As cloud computing matures, "people will want to invent and build new features, ones that they then can run anywhere. I think if we just wait around for Amazon to build things, we will have a hard time as an industry," said Lew Moorman, president of hosted service provider Rackspace. "It's not even a criticism of Amazon. What I'm asking for is an open alternative."
Moorman addressed the topic at the GigaOm Structure conference in San Francisco and spoke with IDG News Service after his talk.
Moorman is far from a neutral party. Starting in August, Rackspace will have a full infrastructure-as-a-service offering that competes with that of Amazon. Rackspace, however, uses the open-source OpenStack software, which the company helped build.
Because Rackspace is using OpenStack, Moorman argued, customers can move their data and computational elements to another OpenStack service, one that will soon be offered by Hewlett-Packard, for instance. Also, because OpenStack will soon become a stand-alone open-source project, users may have more input as to the kind of new features that get added, he said.
Generally speaking, "lock-in" in this context describes what happens when a customer builds a computing infrastructure on a particular cloud platform, and it becomes difficult, financially and logistically, to move that data and computational logic in-house or to a competing provider. As a result, the provider may increase prices or let the quality of service diminish, knowing that it's hard for customers to switch to another cloud platform.

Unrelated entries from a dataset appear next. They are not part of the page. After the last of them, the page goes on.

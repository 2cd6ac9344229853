//! Fixed-size worker pool used for UFCS candidate scanning.

use crossbeam::channel::{unbounded, Sender};
use std::fmt;
use std::thread;

type Job = Box<dyn FnOnce() + Send + 'static>;

/// A fixed set of named threads draining one shared job queue.
///
/// Workers exit once the pool is dropped and the queue is empty. Dropping
/// the pool does not wait for them.
pub struct WorkerPool {
    sender: Option<Sender<Job>>,
    size: usize,
}

impl WorkerPool {
    /// Starts `size` workers (at least one).
    pub fn new(size: usize) -> Self {
        let size = size.max(1);
        let (sender, receiver) = unbounded::<Job>();
        let mut started = 0;
        for id in 0..size {
            let receiver = receiver.clone();
            let spawned = thread::Builder::new().name(format!("dsema-ufcs-{id}")).spawn(move || {
                log::trace!("UFCS worker {id} started");
                while let Ok(job) = receiver.recv() {
                    job();
                }
                log::trace!("UFCS worker {id} exiting");
            });
            match spawned {
                Ok(_) => started += 1,
                Err(err) => log::warn!("could not start UFCS worker {id}: {err}"),
            }
        }
        log::debug!("worker pool started with {started} of {size} threads");
        Self { sender: (started > 0).then_some(sender), size: started }
    }

    /// Queues `job`. Runs it on the calling thread when no worker is
    /// available.
    pub fn execute(&self, job: impl FnOnce() + Send + 'static) {
        let job: Job = Box::new(job);
        let rejected = match &self.sender {
            Some(sender) => match sender.send(job) {
                Ok(()) => return,
                Err(err) => err.into_inner(),
            },
            None => job,
        };
        rejected();
    }

    /// Number of running workers.
    pub fn size(&self) -> usize {
        self.size
    }
}

impl fmt::Debug for WorkerPool {
    fn fmt(&self, f: &mut fmt::Formatter<'_>) -> fmt::Result {
        f.debug_struct("WorkerPool").field("size", &self.size).finish()
    }
}

impl Drop for WorkerPool {
    fn drop(&mut self) {
        // Closing the channel ends each worker's receive loop.
        self.sender.take();
    }
}

#[cfg(test)]
mod tests {
    use super::*;
    use crossbeam::channel::bounded;
    use std::time::Duration;

    #[test]
    fn jobs_run_on_named_workers() {
        let pool = WorkerPool::new(2);
        let (tx, rx) = bounded(1);
        pool.execute(move || {
            let name = thread::current().name().map(str::to_string);
            tx.send(name).ok();
        });
        let name = rx.recv_timeout(Duration::from_secs(5)).ok().flatten();
        assert!(name.is_some_and(|n| n.starts_with("dsema-ufcs-")));
    }

    #[test]
    fn size_is_at_least_one() {
        assert_eq!(WorkerPool::new(0).size(), 1);
    }
}
//! Type identity and implicit conversion rules used by overload filtering.

use dsema_syntax::PrimitiveKind;

use crate::types::{AbstractKind, AbstractType, ConstValue, TemplateValue};

/// Structural type identity after stripping aliases and members.
pub fn same_type(a: &AbstractType, b: &AbstractType) -> bool {
    let (Some(a), Some(b)) = (a.strip(), b.strip()) else {
        return false;
    };
    match (&a.kind, &b.kind) {
        (AbstractKind::Primitive(x), AbstractKind::Primitive(y)) => x == y,
        (AbstractKind::Pointer(x), AbstractKind::Pointer(y)) => same_type(x, y),
        (
            AbstractKind::Array { element: x, length: lx },
            AbstractKind::Array { element: y, length: ly },
        ) => lx == ly && same_type(x, y),
        (
            AbstractKind::AssocArray { key: kx, value: vx },
            AbstractKind::AssocArray { key: ky, value: vy },
        ) => same_type(kx, ky) && same_type(vx, vy),
        (
            AbstractKind::Delegate { return_type: rx, params: px, is_function: fx, .. },
            AbstractKind::Delegate { return_type: ry, params: py, is_function: fy, .. },
        ) => {
            fx == fy
                && px.len() == py.len()
                && same_type(rx, ry)
                && px.iter().zip(py).all(|(x, y)| same_type(x, y))
        }
        (AbstractKind::Module { module: x, .. }, AbstractKind::Module { module: y, .. }) => x == y,
        (AbstractKind::Package(x), AbstractKind::Package(y)) => x == y,
        (AbstractKind::TemplateParameter { param: x, .. }, AbstractKind::TemplateParameter { param: y, .. }) => {
            x.decl == y.decl
        }
        _ => match (a.declaration(), b.declaration()) {
            (Some(x), Some(y)) if x == y => same_instance_args(a, b),
            _ => false,
        },
    }
}

/// Two instances of one template are the same type when their bound
/// arguments agree.
fn same_instance_args(a: &AbstractType, b: &AbstractType) -> bool {
    a.deduced.iter().all(|(param, value)| match (value, b.deduced.get(param)) {
        (Some(x), Some(y)) => same_value(x, y),
        _ => true,
    })
}

pub fn same_value(a: &TemplateValue, b: &TemplateValue) -> bool {
    match (a, b) {
        (TemplateValue::Type(x), TemplateValue::Type(y)) | (TemplateValue::Symbol(x), TemplateValue::Symbol(y)) => {
            same_type(x, y) || x.declaration().is_some() && x.declaration() == y.declaration()
        }
        (TemplateValue::Value(x, _), TemplateValue::Value(y, _)) => x == y,
        (TemplateValue::Tuple(x), TemplateValue::Tuple(y)) => {
            x.len() == y.len() && x.iter().zip(y).all(|(x, y)| same_value(x, y))
        }
        _ => false,
    }
}

/// Whether `class` is `target` or derives from it through base classes or
/// interfaces.
pub fn derives_from(class: &AbstractType, target: &AbstractType) -> bool {
    let Some(target_decl) = target.strip().and_then(AbstractType::declaration) else {
        return false;
    };
    let mut pending = vec![class];
    let mut budget = 64usize;
    while let Some(current) = pending.pop() {
        if budget == 0 {
            break;
        }
        budget -= 1;
        let Some(current) = current.strip() else { continue };
        if current.declaration() == Some(target_decl) {
            return true;
        }
        match &current.kind {
            AbstractKind::Class { base, interfaces, .. } => {
                pending.extend(base.as_deref());
                pending.extend(interfaces.iter());
            }
            AbstractKind::Interface { bases, .. } => pending.extend(bases.iter()),
            _ => {}
        }
    }
    false
}

/// Whether a value of type `from` converts implicitly to `to`.
///
/// Unbound template parameters on either side are accepted; the deduction
/// step is responsible for them.
pub fn is_implicitly_convertible(from: &AbstractType, to: &AbstractType) -> bool {
    let (Some(from), Some(to)) = (from.strip(), to.strip()) else {
        return true;
    };
    if same_type(from, to) {
        return true;
    }
    match (&from.kind, &to.kind) {
        (AbstractKind::TemplateParameter { value: None, .. }, _)
        | (_, AbstractKind::TemplateParameter { value: None, .. }) => true,
        (AbstractKind::Primitive(x), AbstractKind::Primitive(y)) => primitive_converts(*x, *y),
        (AbstractKind::Enum { base, .. }, AbstractKind::Primitive(_)) => match base {
            Some(base) => is_implicitly_convertible(base, to),
            None => matches!(to.kind, AbstractKind::Primitive(y) if primitive_converts(PrimitiveKind::Int, y)),
        },
        // `null` is typed `void*` and converts to any reference type.
        (AbstractKind::Pointer(pointee), _) if is_void(pointee) && is_reference(to) => true,
        (AbstractKind::Pointer(_), AbstractKind::Pointer(target)) => is_void(target),
        (AbstractKind::Array { element: x, .. }, AbstractKind::Array { element: y, length: None }) => {
            same_type(x, y)
        }
        (AbstractKind::Class { .. }, AbstractKind::Class { .. } | AbstractKind::Interface { .. })
        | (AbstractKind::Interface { .. }, AbstractKind::Interface { .. }) => derives_from(from, to),
        (AbstractKind::Delegate { is_literal: true, params: px, .. }, AbstractKind::Delegate { params: py, .. }) => {
            px.len() == py.len()
        }
        _ => false,
    }
}

/// Whether the constant `value` fits the primitive or array type `to`.
pub fn value_converts(value: &ConstValue, to: &AbstractType) -> bool {
    let Some(to) = to.strip() else { return true };
    match (&to.kind, value) {
        (AbstractKind::Primitive(kind), ConstValue::Int(v)) if kind.is_integral() || kind.is_character() => {
            int_fits(*v, *kind)
        }
        (AbstractKind::Primitive(kind), ConstValue::Int(v)) if *kind == PrimitiveKind::Bool => *v == 0 || *v == 1,
        (AbstractKind::Primitive(kind), ConstValue::Int(_) | ConstValue::Float(_)) => kind.is_floating(),
        (AbstractKind::Primitive(kind), ConstValue::Char(c)) => {
            kind.is_character() || kind.is_integral() && int_fits(*c as i128, *kind)
        }
        (AbstractKind::Primitive(kind), ConstValue::Bool(_)) => *kind == PrimitiveKind::Bool || kind.is_integral(),
        (AbstractKind::Array { element, .. }, ConstValue::Str(_)) => {
            element.strip().and_then(AbstractType::as_primitive).is_some_and(PrimitiveKind::is_character)
        }
        (AbstractKind::Enum { base: Some(base), .. }, _) => value_converts(value, base),
        (_, ConstValue::Null) => is_reference(to),
        _ => false,
    }
}

fn int_fits(value: i128, kind: PrimitiveKind) -> bool {
    let (min, max): (i128, i128) = match kind {
        PrimitiveKind::Byte => (i8::MIN.into(), i8::MAX.into()),
        PrimitiveKind::Ubyte | PrimitiveKind::Char => (0, u8::MAX.into()),
        PrimitiveKind::Short => (i16::MIN.into(), i16::MAX.into()),
        PrimitiveKind::Ushort | PrimitiveKind::Wchar => (0, u16::MAX.into()),
        PrimitiveKind::Int => (i32::MIN.into(), i32::MAX.into()),
        PrimitiveKind::Uint | PrimitiveKind::Dchar => (0, u32::MAX.into()),
        PrimitiveKind::Long => (i64::MIN.into(), i64::MAX.into()),
        PrimitiveKind::Ulong => (0, u64::MAX.into()),
        _ => return false,
    };
    (min..=max).contains(&value)
}

/// Arithmetic widening; narrowing from floating to integral is rejected.
fn primitive_converts(from: PrimitiveKind, to: PrimitiveKind) -> bool {
    if from == PrimitiveKind::Void || to == PrimitiveKind::Void {
        return from == to;
    }
    if from.is_floating() && !to.is_floating() {
        return false;
    }
    from.is_arithmetic() && to.is_arithmetic()
}

fn is_void(ty: &AbstractType) -> bool {
    ty.strip().and_then(AbstractType::as_primitive) == Some(PrimitiveKind::Void)
}

fn is_reference(ty: &AbstractType) -> bool {
    matches!(
        ty.kind,
        AbstractKind::Pointer(_)
            | AbstractKind::Class { .. }
            | AbstractKind::Interface { .. }
            | AbstractKind::Array { length: None, .. }
            | AbstractKind::AssocArray { .. }
            | AbstractKind::Delegate { .. }
    )
}

#[cfg(test)]
mod tests {
    use super::*;
    use crate::types::DeclHandle;
    use dsema_syntax::{DeclId, DeclRef, ModuleId};

    fn class(decl: u32, name: &str, base: Option<AbstractType>) -> AbstractType {
        AbstractType::new(AbstractKind::Class {
            decl: DeclHandle::new(DeclRef::new(ModuleId(0), DeclId(decl)), name),
            base: base.map(Box::new),
            interfaces: Vec::new(),
        })
    }

    #[test]
    fn derived_classes_convert_to_their_bases() {
        let base = class(1, "Base", None);
        let derived = class(2, "Derived", Some(base.clone()));
        assert!(is_implicitly_convertible(&derived, &base));
        assert!(!is_implicitly_convertible(&base, &derived));
    }

    #[test]
    fn arithmetic_widens_but_does_not_truncate_floats() {
        let int = AbstractType::primitive(PrimitiveKind::Int);
        let double = AbstractType::primitive(PrimitiveKind::Double);
        assert!(is_implicitly_convertible(&int, &double));
        assert!(!is_implicitly_convertible(&double, &int));
    }

    #[test]
    fn null_converts_to_references_only() {
        let null = ConstValue::Null.natural_type();
        assert!(is_implicitly_convertible(&null, &class(1, "C", None)));
        assert!(!is_implicitly_convertible(&null, &AbstractType::primitive(PrimitiveKind::Int)));
    }

    #[test]
    fn constants_are_range_checked() {
        let ubyte = AbstractType::primitive(PrimitiveKind::Ubyte);
        assert!(value_converts(&ConstValue::Int(255), &ubyte));
        assert!(!value_converts(&ConstValue::Int(256), &ubyte));
        assert!(value_converts(&ConstValue::Str("x".into()), &AbstractType::string()));
    }
}
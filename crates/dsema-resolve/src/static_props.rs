//! Compiler-intrinsic properties (`sizeof`, `length`, `classinfo`, ...).
//!
//! Consulted after ordinary member lookup comes back empty. Each property
//! resolves to a `Member` whose symbol is synthetic and whose base is the
//! property's type.

use dsema_syntax::PrimitiveKind;

use crate::context::ResolutionContext;
use crate::core::Resolver;
use crate::types::{AbstractKind, AbstractType, SymbolRef, SyntheticKind};

/// Resolves the intrinsic property `name` of `target`, or `None` if the
/// type has no such property.
pub fn resolve(
    resolver: &Resolver,
    target: &AbstractType,
    name: &str,
    ctx: &mut ResolutionContext,
) -> Option<AbstractType> {
    let ty = property_type(resolver, target, name, ctx)?;
    log::trace!("`{target}.{name}` is an intrinsic property");
    let symbol = SymbolRef::synthetic(name, SyntheticKind::StaticProperty);
    Some(AbstractType::member(symbol, name, Some(ty)))
}

fn property_type(
    resolver: &Resolver,
    target: &AbstractType,
    name: &str,
    ctx: &mut ResolutionContext,
) -> Option<AbstractType> {
    if matches!(target.kind, AbstractKind::Module { .. } | AbstractKind::Package(_)) {
        return None;
    }
    match name {
        "sizeof" | "alignof" => return Some(AbstractType::size_t()),
        "mangleof" | "stringof" => return Some(AbstractType::string()),
        "init" => return Some(target.clone()),
        _ => {}
    }
    match &target.kind {
        AbstractKind::Primitive(kind) => numeric_property(*kind, target, name),
        AbstractKind::Array { element, .. } => match name {
            "length" => Some(AbstractType::size_t()),
            "ptr" => Some(AbstractType::pointer((**element).clone())),
            "dup" | "idup" => Some(AbstractType::array((**element).clone())),
            "reverse" | "sort" => Some(target.clone()),
            _ => None,
        },
        AbstractKind::AssocArray { key, value } => match name {
            "length" => Some(AbstractType::size_t()),
            "keys" | "byKey" => Some(AbstractType::array((**key).clone())),
            "values" | "byValue" => Some(AbstractType::array((**value).clone())),
            "dup" | "rehash" => Some(target.clone()),
            _ => None,
        },
        AbstractKind::Enum { .. } => match name {
            "min" | "max" => Some(target.clone()),
            _ => None,
        },
        AbstractKind::Class { .. } => match name {
            "classinfo" => Some(class_info(resolver, ctx)),
            _ => None,
        },
        AbstractKind::Delegate { return_type, params, is_literal, .. } => match name {
            "ptr" => Some(AbstractType::pointer(AbstractType::void())),
            "funcptr" => Some(AbstractType::new(AbstractKind::Delegate {
                return_type: return_type.clone(),
                params: params.clone(),
                is_literal: *is_literal,
                is_function: true,
            })),
            _ => None,
        },
        _ => None,
    }
}

fn numeric_property(kind: PrimitiveKind, target: &AbstractType, name: &str) -> Option<AbstractType> {
    if kind.is_floating() {
        return match name {
            "min" | "max" | "nan" | "infinity" | "epsilon" | "min_normal" => Some(target.clone()),
            "dig" | "mant_dig" | "max_exp" | "min_exp" | "max_10_exp" | "min_10_exp" => {
                Some(AbstractType::primitive(PrimitiveKind::Int))
            }
            _ => None,
        };
    }
    match name {
        "min" | "max" if kind.is_integral() || kind.is_character() => Some(target.clone()),
        _ => None,
    }
}

/// `TypeInfo_Class` from the object module when it is loaded, `void*`
/// otherwise.
fn class_info(resolver: &Resolver, ctx: &mut ResolutionContext) -> AbstractType {
    let declared = resolver.index.types_named("TypeInfo_Class").first().copied();
    declared
        .and_then(|decl| resolver.aggregate_type(decl, ctx))
        .unwrap_or_else(|| AbstractType::pointer(AbstractType::void()))
}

While Amazon has not released many details of the software that powers its cloud services, the company has given its blessing to Eucalyptus, another open-source cloud project that replicates the APIs (Application Programming Interfaces) of Amazon Web Services. The idea behind Eucalyptus is that users of AWS could build their own internal clouds with Eucalyptus and move workloads between Amazon's cloud and their own.
Simply replicating the API, however, is not sufficient, Moorman argued. "The problem is the APIs are really just an interface to the real technology. Amazon's [Simple Storage Service] and [Elastic Cloud Compute] are complicated technologies. In order to replicate a world-class cloud, you really have to have the code end-to-end," Moorman said. "People want to think of the cloud as a protocol, but it is a whole technology stack."
"When you're cloning something, you are always playing catch-up. So it is not even a question of technical merit. Though I'm not sure reverse engineering all of Amazon's work is even possible," Moorman said. As an example, he pointed to Eucalyptus' Walrus feature, which replicated Amazon's S3 (Simple Storage Service). Walrus "behaves differently than S3 and scales differently than S3," Moorman said. (Eucalyptus did not respond to inquiries for a response.)